In recent years, there is the ability to perform genomic mapping also through a simple blood test (Photo: ShutterStock)
A simple blood test to adjust precise treatments
In recent years, there is the ability to perform genomic mapping also through a simple blood test also called "liquid biopsy".
Liquid biopsy-based Genomic Clear allows for locating and sequencing DNA segments from the source of tumors from the bloodstream. The world's leading and most sensitive test of the "liquid biopsy" type is the "Guardant 360" test from the Oncotest company. In addition to its high level of accuracy, it also provides a quick answer within 7 days Detection of a mutation in DNA from a tumor source from a blood sample can influence the choice of a more accurate treatment for the patient and is already widely used in a wide variety of malignant diseases.
The use of liquid biopsy will usually be done when there is difficulty in taking a sample of tumor tissue (biopsy) from the patient or when there is concern that this invasive operation may endanger him.
In addition, during the treatment of the disease, the cancerous tumor undergoes changes and sometimes new mutations are created.
Therefore, it is customary to perform a liquid biopsy even during the treatment of the disease, such as in the case that the patient stops responding to the treatment.
The test helps identify new findings that may indicate additional treatment options.
Identify the microscopic cells and prevent disease recurrence
The liquid biopsy technology can also help at another significant crossroads in the treatment of cancer.
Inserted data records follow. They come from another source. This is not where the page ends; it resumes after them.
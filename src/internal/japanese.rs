//! Transcoders for the Japanese encodings: Shift-JIS in its CP932 form,
//! EUC-JP, and the JIS X GL/GR segment codec used by ISO 2022 text.

use crate::internal::lookup_table::{
  CompressedTable, JisReverseTable, ReverseTable,
};
use crate::internal::tables;
use crate::internal::utf8::{self, BadCharMode};
use crate::internal::utils;
use crate::CharacterSet;

/// Decodes Shift-JIS (windows-31j, the CP932 variant).
///
pub(crate) fn sjis_to_utf8(
  text: &[u8],
  out: &mut Vec<u8>,
  mode: BadCharMode,
) -> usize {
  // the JIS X 0208 table embeds the EUDC and CP932 extension rows
  let table = CompressedTable::new(tables::JIS_X_0208);

  let mut errpos = None;
  let mut pos = 0;
  while pos < text.len() {
    let lastpos = pos;
    let x = text[pos] as u16;
    pos += 1;

    if x & 0x80 == 0 {
      out.push(x as u8);
      continue;
    }

    let mut code = 0xFFFDu32;
    if (0xA1..=0xDF).contains(&x) {
      code = x as u32 + 0xFEC0; // half-width katakana
    } else if x != 0x80 && x != 0xA0 && x <= 0xFC && pos < text.len() {
      let y = text[pos] as u16;
      if (0x40..=0xFC).contains(&y) && y != 0x7F {
        let (mut a, b) = if y < 0x9F {
          (0, y - if y < 0x7F { 0x40 } else { 0x41 })
        } else {
          (1, y - 0x9F)
        };

        if x <= 0x9F {
          a += (x - 0x81) * 2;
        } else {
          a += (x - 0xC1) * 2;
        }

        code = table.get(a * 94 + b) as u32;
        pos += 1;

        if x == 0x81 {
          // substitutions for the codes where CP932 differs from JIS
          match y {
            0x5C => code = 0x2015, // HORIZONTAL BAR
            0x5F => code = 0xFF3C, // FULLWIDTH REVERSE SOLIDUS
            0x60 => code = 0xFF5E, // FULLWIDTH TILDE
            0x61 => code = 0x2225, // PARALLEL TO
            0x7C => code = 0xFF0D, // FULLWIDTH HYPHEN-MINUS
            0x91 => code = 0xFFE0, // FULLWIDTH CENT SIGN
            0x92 => code = 0xFFE1, // FULLWIDTH POUND SIGN
            0xCA => code = 0xFFE2, // FULLWIDTH NOT SIGN
            _ => (),
          }
        }
      }
    }

    if code == 0xFFFD {
      utf8::append_bad_chars(&text[lastpos..pos], out, mode);
      errpos = errpos.or(Some(lastpos));
    } else {
      utf8::append_code_point(code, out);
    }
  }

  errpos.unwrap_or(pos)
}

/// Encodes UTF-8 as Shift-JIS (windows-31j).
///
pub(crate) fn utf8_to_sjis(text: &[u8], out: &mut Vec<u8>) -> usize {
  let table = JisReverseTable::new(tables::JIS_X_R);
  let table2 = ReverseTable::new(tables::SJIS_R);

  let mut errpos = None;
  let mut pos = 0;
  while pos < text.len() {
    let lastpos = pos;
    let code = utf8::next_code_point(text, &mut pos);
    if code < 0x80 {
      // windows-31j uses ASCII here, not JIS X 0201 romaji
      out.push(code as u8);
      continue;
    } else if (0xFF61..=0xFF9F).contains(&code) {
      // half-width katakana packs into 0xA1 to 0xDF
      out.push((code - 0xFEC0) as u8);
      continue;
    } else {
      // below 8836 the reverse table gives JIS X 0208, below 17672 it
      // gives JIS X 0212 which Shift-JIS cannot carry, so retry those
      // against the CP932 compatibility table
      let mut t = table.get(code);
      if t >= 8836 {
        t = table2.get(code);
      }
      if t < 11280 {
        let a = t / 94;
        let mut y = (t % 94) as u8;
        if a & 1 == 0 {
          y += 0x40;
          if y >= 0x7F {
            y += 1;
          }
        } else {
          y += 0x9F;
        }
        let mut x = 0x81 + (a / 2) as u8;
        if x >= 0xA0 {
          x += 64;
        }
        out.push(x);
        out.push(y);
        continue;
      }
    }

    if !utils::last_chance_conversion(text, lastpos, out) {
      errpos = errpos.or(Some(lastpos));
    }
  }

  errpos.unwrap_or(pos)
}

/// Decodes EUC-JP, the UNIX encoding of JIS X 0201, 0208 and 0212.
///
pub(crate) fn euc_jp_to_utf8(
  text: &[u8],
  out: &mut Vec<u8>,
  mode: BadCharMode,
) -> usize {
  let jis_x_0208 = CompressedTable::new(tables::JIS_X_0208);
  let jis_x_0212 = CompressedTable::new(tables::JIS_X_0212);

  let mut errpos = None;
  let mut pos = 0;
  while pos < text.len() {
    let lastpos = pos;
    let x = text[pos] as u16;
    pos += 1;

    if x & 0x80 == 0 {
      out.push(x as u8);
      continue;
    }

    let mut code = 0xFFFDu32;
    if (0x80..0xFF).contains(&x) && pos < text.len() {
      let y = text[pos] as u16;
      if (0xA1..0xFF).contains(&y) {
        if (0xA1..0xFF).contains(&x) {
          // JIS X 0208
          code = jis_x_0208.get((x - 0xA1) * 94 + (y - 0xA1)) as u32;
          pos += 1;
        } else if x == 0x8F {
          // JIS X 0212, a three-byte sequence
          if pos + 1 >= text.len() {
            break;
          }
          let z = text[pos + 1] as u16;
          if (0xA1..0xFF).contains(&z) {
            code = jis_x_0212.get((y - 0xA1) * 94 + (z - 0xA1)) as u32;
            pos += 2;
          }
        } else if x == 0x8E && y <= 0xDF {
          code = y as u32 + 0xFEC0; // half-width katakana
          pos += 1;
        }
      }
    }

    if code == 0xFFFD {
      utf8::append_bad_chars(&text[lastpos..pos], out, mode);
      errpos = errpos.or(Some(lastpos));
    } else {
      utf8::append_code_point(code, out);
    }
  }

  errpos.unwrap_or(pos)
}

/// Encodes UTF-8 as EUC-JP.
///
pub(crate) fn utf8_to_euc_jp(text: &[u8], out: &mut Vec<u8>) -> usize {
  let table = JisReverseTable::new(tables::JIS_X_R);

  let mut errpos = None;
  let mut pos = 0;
  while pos < text.len() {
    let lastpos = pos;
    let code = utf8::next_code_point(text, &mut pos);
    if code < 0x80 {
      out.push(code as u8);
      continue;
    } else if (0xFF61..=0xFF9F).contains(&code) {
      // half-width katakana takes the 0x8E prefix byte
      out.push(0x8E);
      out.push((code - 0xFEC0) as u8);
      continue;
    } else {
      let mut t = table.get(code);
      if t < 2 * 8836 {
        if t >= 8836 {
          // JIS X 0212 takes the 0x8F prefix byte
          out.push(0x8F);
          t -= 8836;
        }
        out.push(0xA1 + (t / 94) as u8);
        out.push(0xA1 + (t % 94) as u8);
        continue;
      }
    }

    if !utils::last_chance_conversion(text, lastpos, out) {
      errpos = errpos.or(Some(lastpos));
    }
  }

  errpos.unwrap_or(pos)
}

/// Decodes one ISO 2022 segment where G0 holds `cs_gl` (a 94-character or
/// 94x94 set) and G1 holds `cs_gr`. Used for the character sets of
/// iso-2022-jp-2 plus the Korean and Chinese G0 designations.
///
pub(crate) fn jis_x_to_utf8(
  cs_gl: CharacterSet,
  cs_gr: CharacterSet,
  text: &[u8],
  out: &mut Vec<u8>,
  mode: BadCharMode,
) -> usize {
  let table =
    CompressedTable::new(tables::forward(cs_gl).unwrap_or(tables::ISO_IR_6));
  let multibyte = matches!(
    cs_gl,
    CharacterSet::ISO_2022_IR_87
      | CharacterSet::ISO_2022_IR_159
      | CharacterSet::ISO_2022_IR_149
      | CharacterSet::ISO_2022_IR_58
  );

  let mut errpos = None;
  let mut pos = 0;
  while pos < text.len() {
    let lastpos = pos;
    let mut code = 0xFFFDu32;
    let mut a = text[pos] as u16;
    pos += 1;

    if (0x21..0x7F).contains(&a) {
      let mut good = true;
      if multibyte {
        if pos < text.len() && (0x21..0x7F).contains(&(text[pos] as u16)) {
          let b = text[pos] as u16;
          pos += 1;
          a = (a - 0x21) * 94 + (b - 0x21);
        } else {
          good = false;
        }
      } else if cs_gl == CharacterSet::ISO_2022_IR_13 {
        // shift half-width katakana into GL
        a += 0x80;
      }
      if good {
        code = table.get(a) as u32;
      }
    } else if a <= 0x7F {
      // control codes, space, delete
      code = a as u32;
    } else if cs_gr == CharacterSet::ISO_IR_13 && (0xA1..=0xDF).contains(&a) {
      // half-width katakana in GR
      code = a as u32 + 0xFEC0;
    }

    if code == 0xFFFD {
      utf8::append_bad_chars(&text[lastpos..pos], out, mode);
      errpos = errpos.or(Some(lastpos));
    } else {
      utf8::append_code_point(code, out);
    }
  }

  errpos.unwrap_or(pos)
}

/// Encodes UTF-8 as iso-2022-jp style text for whichever combination of
/// JIS X 0201, JIS X 0208 and JIS X 0212 the key carries.
///
pub(crate) fn utf8_to_jis_x(
  key: CharacterSet,
  text: &[u8],
  out: &mut Vec<u8>,
) -> usize {
  let table = JisReverseTable::new(tables::JIS_X_R);
  let table2 = ReverseTable::new(tables::SJIS_R);

  let has_jis_x_0201 =
    key.key() & CharacterSet::ISO_IR_13.key() == CharacterSet::ISO_IR_13.key();
  let has_jis_x_0208 = key.key() & CharacterSet::ISO_2022_IR_87.key()
    == CharacterSet::ISO_2022_IR_87.key();
  let has_jis_x_0212 = key.key() & CharacterSet::ISO_2022_IR_159.key()
    == CharacterSet::ISO_2022_IR_159.key();

  let esc_base: &[u8] = if has_jis_x_0201 { b"\x1B(J" } else { b"\x1B(B" };
  let esc_0208: &[u8] = b"\x1B$B";
  let esc_0212: &[u8] = b"\x1B$(D";

  let mut state = 0;
  let mut errpos = None;
  let mut pos = 0;
  while pos < text.len() {
    let lastpos = pos;
    let mut code = utf8::next_code_point(text, &mut pos);

    if has_jis_x_0201 {
      if (0xFF61..=0xFF9F).contains(&code) {
        out.push((code - 0xFEC0) as u8);
        continue;
      }

      // JIS X 0201 lacks backslash and tilde, whose code positions hold
      // yen and macron instead
      if code == '\\' as u32 && has_jis_x_0208 {
        code = 0xFF3C; // FULLWIDTH REVERSE SOLIDUS
      } else if code == '~' as u32 && has_jis_x_0212 {
        code = 0xFF5E; // FULLWIDTH TILDE
      } else if code == 0xA5 && !has_jis_x_0208 {
        code = '\\' as u32; // YEN SIGN
      } else if code == 0x203E && !has_jis_x_0212 {
        code = '~' as u32; // MACRON
      }
    }

    if code < 0x80 {
      if state != 0 {
        out.extend_from_slice(esc_base);
        state = 0;
      }
      out.push(code as u8);
      continue;
    }

    if has_jis_x_0208 || has_jis_x_0212 {
      let mut t = table.get(code);
      if (8836..2 * 8836).contains(&t) && has_jis_x_0212 {
        t -= 8836;
        if state != 2 {
          out.extend_from_slice(esc_0212);
          state = 2;
        }
      } else if has_jis_x_0208 {
        if t >= 8836
          && ((0xFF61..=0xFF9F).contains(&code)
            || code == 0xFF5E
            || code == 0x5861
            || code == 0x9830)
        {
          // JIS X 0208 compatibility mappings
          t = table2.get(code);
        }
        if t < 8836 && state != 1 {
          out.extend_from_slice(esc_0208);
          state = 1;
        }
      }
      if t < 8836 {
        out.push(0x21 + (t / 94) as u8);
        out.push(0x21 + (t % 94) as u8);
        continue;
      }
    }

    // conversion failed; drop the escape again if the fallback emitted
    // nothing at all
    let lastsize = out.len();
    out.extend_from_slice(esc_base);
    if !utils::last_chance_conversion(text, lastpos, out) {
      errpos = errpos.or(Some(lastpos));
    }
    if out.len() == lastsize + 3 {
      out.truncate(lastsize);
    } else {
      state = 0;
    }
  }

  if state != 0 {
    out.extend_from_slice(esc_base);
  }

  errpos.unwrap_or(pos)
}

#[cfg(test)]
mod tests {
  use super::*;
  use crate::internal::utf8::into_string;

  fn decode_sjis(text: &[u8]) -> (String, usize) {
    let mut out = Vec::new();
    let err = sjis_to_utf8(text, &mut out, BadCharMode::Replace);
    (into_string(out), err)
  }

  fn decode_euc_jp(text: &[u8]) -> (String, usize) {
    let mut out = Vec::new();
    let err = euc_jp_to_utf8(text, &mut out, BadCharMode::Replace);
    (into_string(out), err)
  }

  #[test]
  fn sjis_decode_test() {
    assert_eq!(
      decode_sjis(&[0x8A, 0xBF, 0x8E, 0x9A]),
      ("漢字".to_string(), 4)
    );
    // half-width katakana from the single-byte range
    assert_eq!(decode_sjis(&[0xC0, 0xDB, 0xB3]), ("ﾀﾛｳ".to_string(), 3));
    // CP932 substitutions for the 0x81 lead
    assert_eq!(decode_sjis(&[0x81, 0x5C]), ("\u{2015}".to_string(), 2));
    assert_eq!(decode_sjis(&[0x81, 0x60]), ("\u{FF5E}".to_string(), 2));
    // invalid trail byte
    assert_eq!(decode_sjis(&[0x81, 0x7F]), ("\u{FFFD}\u{007F}".to_string(), 0));
  }

  #[test]
  fn sjis_encode_test() {
    let mut out = Vec::new();
    let err = utf8_to_sjis("漢字".as_bytes(), &mut out);
    assert_eq!(out, [0x8A, 0xBF, 0x8E, 0x9A]);
    assert_eq!(err, 6);

    // half-width katakana packs to single bytes
    let mut out = Vec::new();
    utf8_to_sjis("ﾀﾛｳ".as_bytes(), &mut out);
    assert_eq!(out, [0xC0, 0xDB, 0xB3]);

    // ASCII stays ASCII
    let mut out = Vec::new();
    utf8_to_sjis(b"A\\~", &mut out);
    assert_eq!(out, b"A\\~");
  }

  #[test]
  fn euc_jp_round_trip_test() {
    let mut encoded = Vec::new();
    let err = utf8_to_euc_jp("a漢ｦ".as_bytes(), &mut encoded);
    assert_eq!(encoded, [0x61, 0xB4, 0xC1, 0x8E, 0xA6]);
    assert_eq!(err, "a漢ｦ".len());

    assert_eq!(decode_euc_jp(&encoded), ("a漢ｦ".to_string(), 5));
  }

  #[test]
  fn euc_jp_jis_x_0212_test() {
    // U+82F7 is in JIS X 0212 but not JIS X 0208
    let mut encoded = Vec::new();
    utf8_to_euc_jp("苷".as_bytes(), &mut encoded);
    assert_eq!(encoded, [0x8F, 0xD7, 0xDA]);

    assert_eq!(decode_euc_jp(&encoded), ("苷".to_string(), 3));
  }

  #[test]
  fn jis_x_gl_segment_test() {
    let mut out = Vec::new();
    let err = jis_x_to_utf8(
      CharacterSet::ISO_2022_IR_87,
      CharacterSet::UNKNOWN,
      &[0x24, 0x2C, 0x3B, 0x33],
      &mut out,
      BadCharMode::Replace,
    );
    assert_eq!(into_string(out), "が山");
    assert_eq!(err, 4);

    // a 94-character set leaves controls and space alone
    let mut out = Vec::new();
    let err = jis_x_to_utf8(
      CharacterSet::ISO_IR_13,
      CharacterSet::ISO_IR_13,
      &[0x41, 0x20, 0xB6, 0x5C],
      &mut out,
      BadCharMode::Replace,
    );
    assert_eq!(into_string(out), "A ｶ¥");
    assert_eq!(err, 4);
  }

  #[test]
  fn utf8_to_jis_x_test() {
    // JIS X 0208 only: kanji wrapped in escape sequences
    let mut out = Vec::new();
    let err =
      utf8_to_jis_x(CharacterSet::ISO_2022_IR_87, "AB山".as_bytes(), &mut out);
    assert_eq!(out, b"AB\x1B$B;3\x1B(B");
    assert_eq!(err, 5);

    // with JIS X 0201, backslash becomes the fullwidth form
    let mut out = Vec::new();
    let key = CharacterSet::from_key(
      CharacterSet::ISO_2022_IR_13.key() | CharacterSet::ISO_2022_IR_87.key(),
    );
    utf8_to_jis_x(key, "a\\ｱ".as_bytes(), &mut out);
    assert_eq!(out, b"a\x1B$B!@\xB1\x1B(J");

    // without JIS X 0208, yen encodes into the backslash position
    let mut out = Vec::new();
    utf8_to_jis_x(CharacterSet::ISO_2022_IR_13, "¥".as_bytes(), &mut out);
    assert_eq!(out, b"\\");
  }
}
Patients who were diagnosed with cancer (for example colon cancer) in the early stage of the disease - stage 2 and undergo surgery to remove the tumor, it is possible to find out if there is residual microscopic disease that can cause the disease to recur in the future, therefore it is necessary to treat these patients with complementary or preventive treatment - usually chemotherapy treatment .
However, while for some patients it is an important, necessary and life-saving treatment, for others it will be an unnecessary treatment with side effects in the short and long term.
Hence, after surgery, an effective and accurate tool is needed to assess whether there are any residual disease in the patient and how much the patient is at risk of future recurrence of the cancer.
Approximately 15% of patients diagnosed with stage 2 colon cancer and approximately 30% of stage 3 colon cancer patients will experience disease recurrence within 5 years after surgery alone without the addition of supportive chemical treatment. Therefore, there is a need to identify the groups of patients who will benefit from receiving chemotherapy.
"Guardant Reveal" type liquid biopsy is an important tool in planning the treatment of colon cancer patients, stage 2 after surgery to remove the tumor.
The uniqueness of the "Guardian Rebil" test is its ability to detect minimal disease remnants in the blood (also called MRD).
The test is considered particularly sensitive to the extent that it is able to detect DNA traces of the tumor in the blood even at a low incidence of 0.01%. In a study published this year in the most respected scientific journal in the world - "New England Journal of Medicine" (NEJM) it was proven that the use of MRD tests Effectively locates which of the patients is at high risk of disease recurrence after surgery and needs chemotherapy as a preventive treatment and which of the patients can be spared the unnecessary treatment.
The use of liquid biopsy is gaining momentum in more and more therapeutic decision points for cancer.
In the near future, tests of this kind will also be used for the initial diagnosis of various cancers as part of screening tests for at-risk populations and even for the general population over the age of 50.